May 13, 2024

NDSU graduate students receive prestigious fellowship award


Two NDSU graduate students were selected to receive the highly competitive and prestigious 2024 National Science Foundation Graduate Research Fellowship Award. 

The students are:

  • Madison Ashbach, electrical and computer engineering, advised by Sumitha George, NDSU assistant professor of electrical and computer engineering
  • Matthew Pierce, psychology, advised by Jeremy Hamm, NDSU assistant professor of psychology

Additionally, Grace Tiffany, a graduate student in chemistry and biochemistry received an honorable mention. Tiffany is advised by Svetlana Kilina, NDSU professor of chemistry and biochemistry. 

The NSF Graduate Research Fellowship Program ensures the quality, vitality and diversity of the scientific and engineering workforce in the U.S., with the goal of supporting outstanding graduate students pursuing research-based master’s and doctoral degrees in NSF-supported science, technology, engineering and mathematics disciplines. 

The five-year fellowship provides three years of financial support inclusive of an annual stipend of $37,000. Fellows also have access to opportunities for professional development.

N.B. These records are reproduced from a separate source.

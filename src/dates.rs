// src/dates.rs
// Deterministic date/time normalization (C5).
//
// Every app renders timestamps its own way, and the same app renders them
// differently depending on age ("2:41 PM" today, "Yesterday at 2:41 PM",
// "Mon 2:41 PM" this week, "Mar 3" this year, "Mar 3, 2023" older). None of
// these carry a timezone, so everything here resolves against a caller-
// supplied `reference` instant and the local timezone; a string the parser
// cannot place unambiguously resolves to `None` rather than a guess.

use chrono::{DateTime, Datelike, Duration, Local, NaiveDate, NaiveDateTime, NaiveTime, TimeZone, Timelike, Weekday};
use regex::Regex;
use std::sync::LazyLock;

/// Parse a free-form timestamp string as rendered by one of the harvested
/// applications, resolved relative to `reference` (normally "now").
///
/// Returns `None` rather than a wrong date when the string doesn't match
/// any known pattern — callers must never persist a fabricated timestamp.
pub fn parse_app_timestamp(text: &str, reference: DateTime<Local>) -> Option<DateTime<Local>> {
    let text = text.trim();
    if text.is_empty() {
        return None;
    }

    parse_relative_today_prefixed(text, reference)
        .or_else(|| parse_relative_today(text, reference))
        .or_else(|| parse_relative_yesterday(text, reference))
        .or_else(|| parse_weekday_time(text, reference))
        .or_else(|| parse_month_day_comma_time(text, reference))
        .or_else(|| parse_month_day_time(text, reference))
        .or_else(|| parse_month_day_year(text, reference))
        .or_else(|| parse_month_day_year_time(text, reference))
        .or_else(|| parse_month_day_year_bare_time(text, reference))
        .or_else(|| parse_iso_like(text))
        .or_else(|| parse_slack_absolute(text, reference))
        .or_else(|| parse_whatsapp_absolute(text, reference))
        .or_else(|| parse_whatsapp_month_day_time(text, reference))
        .or_else(|| parse_relative_minutes(text, reference))
}

/// Parse a bare "h:mm AM/PM"-style time with no date, for combining with
/// a date captured separately by a caller's own regex (the calendar
/// event patterns' end-time group, §6).
pub fn parse_bare_time(text: &str) -> Option<NaiveTime> {
    parse_time_of_day(text)
}

static TIME_RE: LazyLock<Regex> =
    LazyLock::new(|| Regex::new(r"(?i)^(\d{1,2}):(\d{2})(?::(\d{2}))?(?:\s*(AM|PM))?$").unwrap());

/// "2:41 PM" or Slack's seconds-bearing "3:02:40 PM".
fn parse_time_of_day(s: &str) -> Option<NaiveTime> {
    let caps = TIME_RE.captures(s.trim())?;
    let mut hour: u32 = caps.get(1)?.as_str().parse().ok()?;
    let minute: u32 = caps.get(2)?.as_str().parse().ok()?;
    let second: u32 = caps.get(3).map_or(Ok(0), |m| m.as_str().parse())?;
    if let Some(meridiem) = caps.get(4) {
        let is_pm = meridiem.as_str().eq_ignore_ascii_case("PM");
        if hour == 12 {
            hour = 0;
        }
        if is_pm {
            hour += 12;
        }
    }
    NaiveTime::from_hms_opt(hour, minute, second)
}

/// "Today at 3:02 PM" / "Today at 3:02:40 PM" (Slack style, explicit
/// prefix rather than a bare time-of-day).
fn parse_relative_today_prefixed(text: &str, reference: DateTime<Local>) -> Option<DateTime<Local>> {
    let lower = text.to_ascii_lowercase();
    let rest = lower.strip_prefix("today")?;
    let rest = rest.trim_start_matches(" at").trim();
    let time = parse_time_of_day(rest)?;
    combine(reference, reference.date_naive(), time)
}

static RELATIVE_MINUTES_RE: LazyLock<Regex> = LazyLock::new(|| Regex::new(r"(?i)^(\d+)\s*m$").unwrap());

/// Relative "7m" → `now − 7 minutes`.
fn parse_relative_minutes(text: &str, reference: DateTime<Local>) -> Option<DateTime<Local>> {
    let caps = RELATIVE_MINUTES_RE.captures(text.trim())?;
    let minutes: i64 = caps.get(1)?.as_str().parse().ok()?;
    Some(reference - Duration::minutes(minutes))
}

fn combine(_reference: DateTime<Local>, date: NaiveDate, time: NaiveTime) -> Option<DateTime<Local>> {
    let naive = NaiveDateTime::new(date, time);
    match Local.from_local_datetime(&naive) {
        chrono::LocalResult::Single(dt) => Some(dt),
        chrono::LocalResult::Ambiguous(dt, _) => Some(dt),
        chrono::LocalResult::None => None,
    }
}

/// "2:41 PM" / "14:41" — today.
fn parse_relative_today(text: &str, reference: DateTime<Local>) -> Option<DateTime<Local>> {
    let time = parse_time_of_day(text)?;
    combine(reference, reference.date_naive(), time)
}

/// "Yesterday at 2:41 PM" (Slack/Teams style).
fn parse_relative_yesterday(text: &str, reference: DateTime<Local>) -> Option<DateTime<Local>> {
    let lower = text.to_ascii_lowercase();
    let rest = lower.strip_prefix("yesterday")?;
    let rest = rest.trim_start_matches(" at").trim();
    let time = parse_time_of_day(rest)?;
    let date = reference.date_naive() - Duration::days(1);
    combine(reference, date, time)
}

const WEEKDAYS: [(&str, Weekday); 7] = [
    ("monday", Weekday::Mon),
    ("tuesday", Weekday::Tue),
    ("wednesday", Weekday::Wed),
    ("thursday", Weekday::Thu),
    ("friday", Weekday::Fri),
    ("saturday", Weekday::Sat),
    ("sunday", Weekday::Sun),
];

/// "Mon 2:41 PM", "Monday at 2:41 PM" — most recent matching day within the
/// last 7 days (never today, never the future).
fn parse_weekday_time(text: &str, reference: DateTime<Local>) -> Option<DateTime<Local>> {
    let lower = text.to_ascii_lowercase();
    let (name, rest) = lower.split_once(char::is_whitespace)?;
    let target = WEEKDAYS
        .iter()
        .find(|(full, _)| *full == name || full.starts_with(name) && name.len() >= 3)
        .map(|(_, wd)| *wd)?;
    let rest = rest.trim_start_matches("at").trim();
    let time = parse_time_of_day(rest)?;

    let mut date = reference.date_naive() - Duration::days(1);
    for _ in 0..7 {
        if date.weekday() == target {
            return combine(reference, date, time);
        }
        date -= Duration::days(1);
    }
    None
}

const MONTHS: [&str; 12] = [
    "jan", "feb", "mar", "apr", "may", "jun", "jul", "aug", "sep", "oct", "nov", "dec",
];

fn month_index(token: &str) -> Option<u32> {
    let lower = token.to_ascii_lowercase();
    let prefix = &lower[..lower.len().min(3)];
    MONTHS.iter().position(|m| *m == prefix).map(|i| i as u32 + 1)
}

static MONTH_DAY_TIME_RE: LazyLock<Regex> =
    LazyLock::new(|| Regex::new(r"(?i)^([A-Za-z]{3,9})\s+(\d{1,2})(?:,)?\s+at\s+(.+)$").unwrap());

/// "Mar 3 at 2:41 PM" (this year, no year rendered).
fn parse_month_day_time(text: &str, reference: DateTime<Local>) -> Option<DateTime<Local>> {
    let caps = MONTH_DAY_TIME_RE.captures(text)?;
    let month = month_index(caps.get(1)?.as_str())?;
    let day: u32 = caps.get(2)?.as_str().parse().ok()?;
    let time = parse_time_of_day(caps.get(3)?.as_str())?;

    let mut year = reference.year();
    let mut date = NaiveDate::from_ymd_opt(year, month, day)?;
    if date > reference.date_naive() {
        year -= 1;
        date = NaiveDate::from_ymd_opt(year, month, day)?;
    }
    combine(reference, date, time)
}

static MONTH_DAY_COMMA_TIME_RE: LazyLock<Regex> =
    LazyLock::new(|| Regex::new(r"(?i)^([A-Za-z]{3,9})\s+(\d{1,2}),\s+(.+)$").unwrap());

/// "NOV 07, 4:27 AM" — month/day with no year, comma before the time
/// instead of "at". Year is inferred from `reference`; if the resolved
/// instant would be in the future, it's shifted back one year.
fn parse_month_day_comma_time(text: &str, reference: DateTime<Local>) -> Option<DateTime<Local>> {
    let caps = MONTH_DAY_COMMA_TIME_RE.captures(text)?;
    let month = month_index(caps.get(1)?.as_str())?;
    let day: u32 = caps.get(2)?.as_str().parse().ok()?;
    // A bare 4-digit group here is a year, not a time-of-day — that case
    // belongs to `parse_month_day_year_time`, not this pattern.
    let time_part = caps.get(3)?.as_str();
    if time_part.trim().chars().all(|c| c.is_ascii_digit()) {
        return None;
    }
    let time = parse_time_of_day(time_part)?;

    let mut year = reference.year();
    let mut date = NaiveDate::from_ymd_opt(year, month, day)?;
    let mut candidate = combine(reference, date, time)?;
    if candidate > reference {
        year -= 1;
        date = NaiveDate::from_ymd_opt(year, month, day)?;
        candidate = combine(reference, date, time)?;
    }
    Some(candidate)
}

static MONTH_DAY_RE: LazyLock<Regex> =
    LazyLock::new(|| Regex::new(r"(?i)^([A-Za-z]{3,9})\s+(\d{1,2})$").unwrap());

/// "Mar 3" — date only, this year (or last, if that would be a future
/// date), midnight local time.
fn parse_month_day_year(text: &str, reference: DateTime<Local>) -> Option<DateTime<Local>> {
    let caps = MONTH_DAY_RE.captures(text)?;
    let month = month_index(caps.get(1)?.as_str())?;
    let day: u32 = caps.get(2)?.as_str().parse().ok()?;

    let mut year = reference.year();
    let mut date = NaiveDate::from_ymd_opt(year, month, day)?;
    if date > reference.date_naive() {
        year -= 1;
        date = NaiveDate::from_ymd_opt(year, month, day)?;
    }
    combine(reference, date, NaiveTime::from_hms_opt(0, 0, 0)?)
}

static MONTH_DAY_YEAR_TIME_RE: LazyLock<Regex> = LazyLock::new(|| {
    Regex::new(r"(?i)^([A-Za-z]{3,9})\s+(\d{1,2}),\s+(\d{4})(?:,?\s+at\s+(.+))?$").unwrap()
});

/// "Mar 3, 2023" or "Mar 3, 2023, at 2:41 PM" (explicit year — Outlook,
/// Mail, Notion timestamps beyond the current year).
fn parse_month_day_year_time(text: &str, reference: DateTime<Local>) -> Option<DateTime<Local>> {
    let caps = MONTH_DAY_YEAR_TIME_RE.captures(text)?;
    let month = month_index(caps.get(1)?.as_str())?;
    let day: u32 = caps.get(2)?.as_str().parse().ok()?;
    let year: i32 = caps.get(3)?.as_str().parse().ok()?;
    let date = NaiveDate::from_ymd_opt(year, month, day)?;
    let time = match caps.get(4) {
        Some(m) => parse_time_of_day(m.as_str())?,
        None => NaiveTime::from_hms_opt(0, 0, 0)?,
    };
    combine(reference, date, time)
}

static MONTH_DAY_YEAR_BARE_TIME_RE: LazyLock<Regex> = LazyLock::new(|| {
    Regex::new(r"(?i)^([A-Za-z]{3,9})\s+(\d{1,2}),\s+(\d{4})\s+(\d{1,2}:\d{2}\s*[AP]M)$").unwrap()
});

/// "March 3, 2023 2:00 PM" — explicit year, bare time with no "at"
/// separator (the Outlook/Teams calendar-cell and Teams message regexes'
/// datetime group, §6 — distinct from `parse_month_day_year_time`, which
/// requires "at").
fn parse_month_day_year_bare_time(text: &str, reference: DateTime<Local>) -> Option<DateTime<Local>> {
    let caps = MONTH_DAY_YEAR_BARE_TIME_RE.captures(text)?;
    let month = month_index(caps.get(1)?.as_str())?;
    let day: u32 = caps.get(2)?.as_str().parse().ok()?;
    let year: i32 = caps.get(3)?.as_str().parse().ok()?;
    let time = parse_time_of_day(caps.get(4)?.as_str())?;
    let date = NaiveDate::from_ymd_opt(year, month, day)?;
    combine(reference, date, time)
}

/// RFC 3339 / ISO 8601, when an app happens to expose a machine-readable
/// attribute alongside its rendered label (e.g. a `datetime` attribute).
fn parse_iso_like(text: &str) -> Option<DateTime<Local>> {
    DateTime::parse_from_rfc3339(text)
        .ok()
        .map(|dt| dt.with_timezone(&Local))
}

static SLACK_ABSOLUTE_RE: LazyLock<Regex> =
    LazyLock::new(|| Regex::new(r"(?i)^([A-Za-z]{3,9})\s+(\d{1,2})(?:st|nd|rd|th)?,\s+(\d{4})$").unwrap());

/// Slack's "March 3rd, 2023" divider format.
fn parse_slack_absolute(text: &str, _reference: DateTime<Local>) -> Option<DateTime<Local>> {
    let caps = SLACK_ABSOLUTE_RE.captures(text)?;
    let month = month_index(caps.get(1)?.as_str())?;
    let day: u32 = caps.get(2)?.as_str().parse().ok()?;
    let year: i32 = caps.get(3)?.as_str().parse().ok()?;
    let date = NaiveDate::from_ymd_opt(year, month, day)?;
    combine(_reference, date, NaiveTime::from_hms_opt(0, 0, 0)?)
}

static WHATSAPP_RE: LazyLock<Regex> =
    LazyLock::new(|| Regex::new(r"^\[?(\d{1,2})/(\d{1,2})/(\d{2,4}),?\s+(\d{1,2}:\d{2}(?:\s*[AP]M)?)\]?$").unwrap());

/// WhatsApp's "3/14/24, 2:41 PM" (locale-dependent month/day order assumed
/// US style, matching the desktop export format this parser targets).
fn parse_whatsapp_absolute(text: &str, reference: DateTime<Local>) -> Option<DateTime<Local>> {
    let caps = WHATSAPP_RE.captures(text)?;
    let month: u32 = caps.get(1)?.as_str().parse().ok()?;
    let day: u32 = caps.get(2)?.as_str().parse().ok()?;
    let year_raw: i32 = caps.get(3)?.as_str().parse().ok()?;
    let year = if year_raw < 100 { 2000 + year_raw } else { year_raw };
    let time = parse_time_of_day(caps.get(4)?.as_str())?;
    let date = NaiveDate::from_ymd_opt(year, month, day)?;
    combine(reference, date, time)
}

static WHATSAPP_MONTH_DAY_TIME_RE: LazyLock<Regex> =
    LazyLock::new(|| Regex::new(r"(?i)^([A-Za-z]{3,9})\s+(\d{1,2})\s+(\d{1,2}:\d{2}\s*[AP]M)$").unwrap());

/// WhatsApp's "November 7 4:27 AM" — full month name, no comma, no year
/// (current year, or the prior year if that would be in the future).
fn parse_whatsapp_month_day_time(text: &str, reference: DateTime<Local>) -> Option<DateTime<Local>> {
    let caps = WHATSAPP_MONTH_DAY_TIME_RE.captures(text)?;
    let month = month_index(caps.get(1)?.as_str())?;
    let day: u32 = caps.get(2)?.as_str().parse().ok()?;
    let time = parse_time_of_day(caps.get(3)?.as_str())?;

    let mut year = reference.year();
    let mut date = NaiveDate::from_ymd_opt(year, month, day)?;
    let mut candidate = combine(reference, date, time)?;
    if candidate > reference {
        year -= 1;
        date = NaiveDate::from_ymd_opt(year, month, day)?;
        candidate = combine(reference, date, time)?;
    }
    Some(candidate)
}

“I'm extremely grateful to have been chosen,” Ashbach said. “I am very thankful for all the help I received from my advisor Dr. George and everyone at the GRFP workshop who helped me succeed.”

Ashbach is currently working on research that entails designing memory architectures with emerging technologies. 

“It feels validating to know that the NSF is willing to put money behind my research,” Pierce said. “As with many other folks, I've struggled with imposter syndrome since becoming a grad student and earlier, but receiving this reward has alleviated some of that. It also makes me immensely proud of the people I work with and who helped me set up my application; science is a collaborative process, and I think my experiences putting together fellowship applications has driven that home.”

Pierce is thankful for the support he’s received from Hamm, along with Katherine Duggan, NDSU assistant professor in the psychology department, Laura Thomas, NDSU associate professor in the psychology department, and Odalis Garcia, a psychology doctorate student. 

Pierce’s research focuses on modifiable psychological factors that may impact cognitive decline, and specifically, how internal control and control over oneself might be used to slow cognitive decline.